Four Asian Scientists Named 2021 Pew Marine Fellows

As Pew Marine Fellows, four researchers from Japan, Indonesia, Singapore and China will address some of the biggest challenges facing our oceans.

AsianScientist (Apr. 5, 2021) – Four scientists from Asia were recently named 2021 Pew Fellows in Marine Conversation by the US-based non-government organization Pew Charitable Trusts. The newest crop of Pew Marine Fellows was officially announced on March 31, 2021.

While scientists worldwide have been valiantly leading the fight against COVID-19, others have been busy protecting another vital resource—our oceans. With nearly three billion people directly dependent on them for their livelihoods, protecting them is practically synonymous with protecting human life. Given the need to address the ocean’s most critical challenges, the Pew Fellows Program in Marine Conservation was initiated by Pew Charitable Trust in 1990.

Each year, outstanding researchers working on ocean conservation are nominated for the fellowship. After a rigorous selection process by an international committee of marine science experts, each Pew Fellow is then given US$150,000 over three years to enact his or her project of choice. This year, nine new fellows were named, with four of them coming from Asia.

The 2021 Pew Marine Fellows are: Dr. Gakushi Ishimura, Associate Professor at Japan’s Iwate University; Dr. Neo Mei Lin, Senior Research Fellow at the National University of Singapore; Dr. Tries Blandine Razak, Research Fellow at Indonesia’s IPB University and Mr. Wang Songlin, President and founder of China’s Qingdao Marine Conservation Society.

The topics tackled by each fellow focus on one aspect of ocean protection or sustainability. For example, Ishimura will investigate how fisheries react to extreme events and how to use this knowledge to promote socioeconomic resilience and sustainability. He was inspired to pursue this topic by the recent industry response to the COVID-19 pandemic, as well as the effects of the 2011 Great East Japan earthquake on the people of Honshu island.

Southeast Asia is one of the few regions in the world with a high diversity of giant clam species, and yet populations of these invertebrates are steadily decreasing. Alarmed by the threat of human consumption of giant clams, Neo will study key drivers of their decline in the region. She intends to turn these findings into actionable recommendations for giant clam conservation.

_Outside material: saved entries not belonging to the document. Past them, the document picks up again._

//! Property tests for the shape invariants, built by driving the public
//! mutation API with arbitrary operation sequences.

use phylo_link::prelude::*;
use proptest::prelude::*;

/// Builds a tree from an arbitrary script: each step attaches a leaf
/// either below an existing node or onto an existing edge.
fn build_tree(script: &[(u16, bool, u16)]) -> Tree {
    let mut tree = Tree::with_root(Some(Box::new(CommonNodeData::named("n0"))));
    for (i, &(pick, on_edge, len)) in script.iter().enumerate() {
        let name = format!("n{}", i + 1);
        let node_data: Option<Box<dyn NodeData>> =
            Some(Box::new(CommonNodeData::named(name)));
        let edge_data: Option<Box<dyn EdgeData>> = Some(Box::new(CommonEdgeData::with_length(
            f64::from(len) / 64.0,
        )));
        if on_edge && tree.edge_count() > 0 {
            let edge = tree
                .edge_ids()
                .nth(pick as usize % tree.edge_count())
                .unwrap();
            tree.attach_leaf_on_edge(edge, None, node_data, edge_data)
                .unwrap();
        } else {
            let target = tree
                .node_ids()
                .nth(pick as usize % tree.node_count())
                .unwrap();
            tree.attach_leaf(target, node_data, edge_data).unwrap();
        }
    }
    tree
}

fn script() -> impl Strategy<Value = Vec<(u16, bool, u16)>> {
    prop::collection::vec((any::<u16>(), any::<bool>(), 0u16..4096), 0..24)
}

proptest! {
    #[test]
    fn built_trees_satisfy_all_invariants(script in script()) {
        let tree = build_tree(&script);
        prop_assert!(validate_topology(&tree).is_ok());

        // Outer involution over every link.
        for l in tree.link_ids() {
            let outer = tree.link(l).unwrap().outer();
            prop_assert_eq!(tree.link(outer).unwrap().outer(), l);
        }

        // Ring closure: walking `next` from the primary link returns to it
        // after exactly degree(node) steps (one step for the lone
        // self-link of a single-node tree).
        for n in tree.node_ids() {
            let start = tree.node(n).unwrap().primary_link();
            let steps = tree.degree(n).unwrap().max(1);
            let mut current = start;
            for _ in 0..steps {
                current = tree.link(current).unwrap().next();
            }
            prop_assert_eq!(current, start);
        }

        // The winged count relation.
        if tree.node_count() > 1 {
            prop_assert_eq!(tree.link_count(), 2 * tree.edge_count());
        }
    }

    #[test]
    fn euler_tour_length_matches_edge_count(script in script()) {
        let tree = build_tree(&script);
        let expected = if tree.edge_count() == 0 {
            1
        } else {
            2 * tree.edge_count() + 1
        };
        prop_assert_eq!(tree.euler_tour().unwrap().count(), expected);
    }

    #[test]
    fn traversals_agree_on_the_node_multiset(script in script()) {
        let tree = build_tree(&script);
        let mut pre: Vec<usize> = tree.preorder().unwrap().map(|v| v.node.index()).collect();
        let mut post: Vec<usize> = tree.postorder().unwrap().map(|v| v.node.index()).collect();
        let mut level: Vec<usize> = tree
            .levelorder()
            .unwrap()
            .map(|lv| lv.visit.node.index())
            .collect();
        pre.sort_unstable();
        post.sort_unstable();
        level.sort_unstable();
        prop_assert_eq!(&pre, &post);
        prop_assert_eq!(&pre, &level);
        prop_assert_eq!(pre.len(), tree.node_count());
    }

    #[test]
    fn reroot_preserves_shape_at_every_link(script in script()) {
        let mut tree = build_tree(&script);

        let shape = |t: &Tree| {
            let mut pairs: Vec<(usize, usize)> = t
                .edge_ids()
                .map(|e| {
                    let a = t.primary_node(e).unwrap().index();
                    let b = t.secondary_node(e).unwrap().index();
                    (a.min(b), a.max(b))
                })
                .collect();
            pairs.sort_unstable();
            pairs
        };
        let before = shape(&tree);

        for l in tree.link_ids().collect::<Vec<_>>() {
            tree.reroot_at_link(l).unwrap();
            prop_assert!(validate_topology(&tree).is_ok());
            prop_assert_eq!(shape(&tree), before.clone());
            prop_assert_eq!(tree.root_link().unwrap(), l);
        }
    }

    #[test]
    fn detach_keeps_the_remainder_dense_and_valid(
        script in script(),
        pick in any::<u16>(),
    ) {
        let mut tree = build_tree(&script);
        prop_assume!(tree.edge_count() > 0);

        let nodes_before = tree.node_count();
        let edge = tree.edge_ids().nth(pick as usize % tree.edge_count()).unwrap();
        let removed = tree.detach_subtree(edge).unwrap();

        prop_assert!(removed >= 1);
        prop_assert_eq!(tree.node_count(), nodes_before - removed);
        prop_assert!(validate_topology(&tree).is_ok());
        if tree.node_count() > 1 {
            prop_assert_eq!(tree.link_count(), 2 * tree.edge_count());
        } else {
            prop_assert_eq!(tree.link_count(), 1);
        }
    }

    #[test]
    fn write_then_read_preserves_the_tree(script in script()) {
        let tree = build_tree(&script);
        let writer = NewickWriter::new();
        let reader = NewickReader::new();

        let text = writer.write_str(&tree).unwrap();
        let back = reader.read_str(&text).unwrap();
        prop_assert_eq!(tree.node_count(), back.node_count());
        prop_assert_eq!(tree.edge_count(), back.edge_count());
        prop_assert!(validate_topology(&back).is_ok());

        // Stable under a second round trip, character for character.
        let text2 = writer.write_str(&back).unwrap();
        prop_assert_eq!(text, text2);
    }

    #[test]
    fn clone_tree_is_deep_and_identical(script in script()) {
        let tree = build_tree(&script);
        let copy = tree.clone_tree();
        prop_assert_eq!(tree.node_count(), copy.node_count());
        prop_assert_eq!(tree.edge_count(), copy.edge_count());
        prop_assert_eq!(tree.link_count(), copy.link_count());
        prop_assert!(validate_topology(&copy).is_ok());
        for n in tree.node_ids() {
            let a = tree.node_data_as::<CommonNodeData>(n).unwrap();
            let b = copy.node_data_as::<CommonNodeData>(n).unwrap();
            prop_assert_eq!(a, b);
        }
    }
}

Similarly, Razak will use a combination of data science and laboratory work to study the approaches and conditions that promote long-term coral reef restoration in Indonesia. She will use these findings to create a spatialization plan that governments can use to determine ideal restoration sites.

Lastly, Wang will work with different stakeholders in China to create an effective management strategy for the Bohai Grass Eelgrass Bed. Discovered in 2015, the nearly 20-square mile eelgrass bed is the largest in the country and a known ‘natural carbon sink’ but has no existing legal protection or conservation plan to this day.

Other recipients of the grant hail from the United States, Panama, Canada and France. Since the start of the project, Pew has recognized over 189 fellows from more than 40 countries.

“We are honored to welcome the newest cohort of experts to the active community of Pew marine fellows,” said Dr. Rebecca Goldburg, director of environmental research and science at The Pew Charitable Trusts. “These individuals are undertaking exciting new research projects that will directly address ocean conservation and management needs around the world. I look forward to working with them over the coming years.”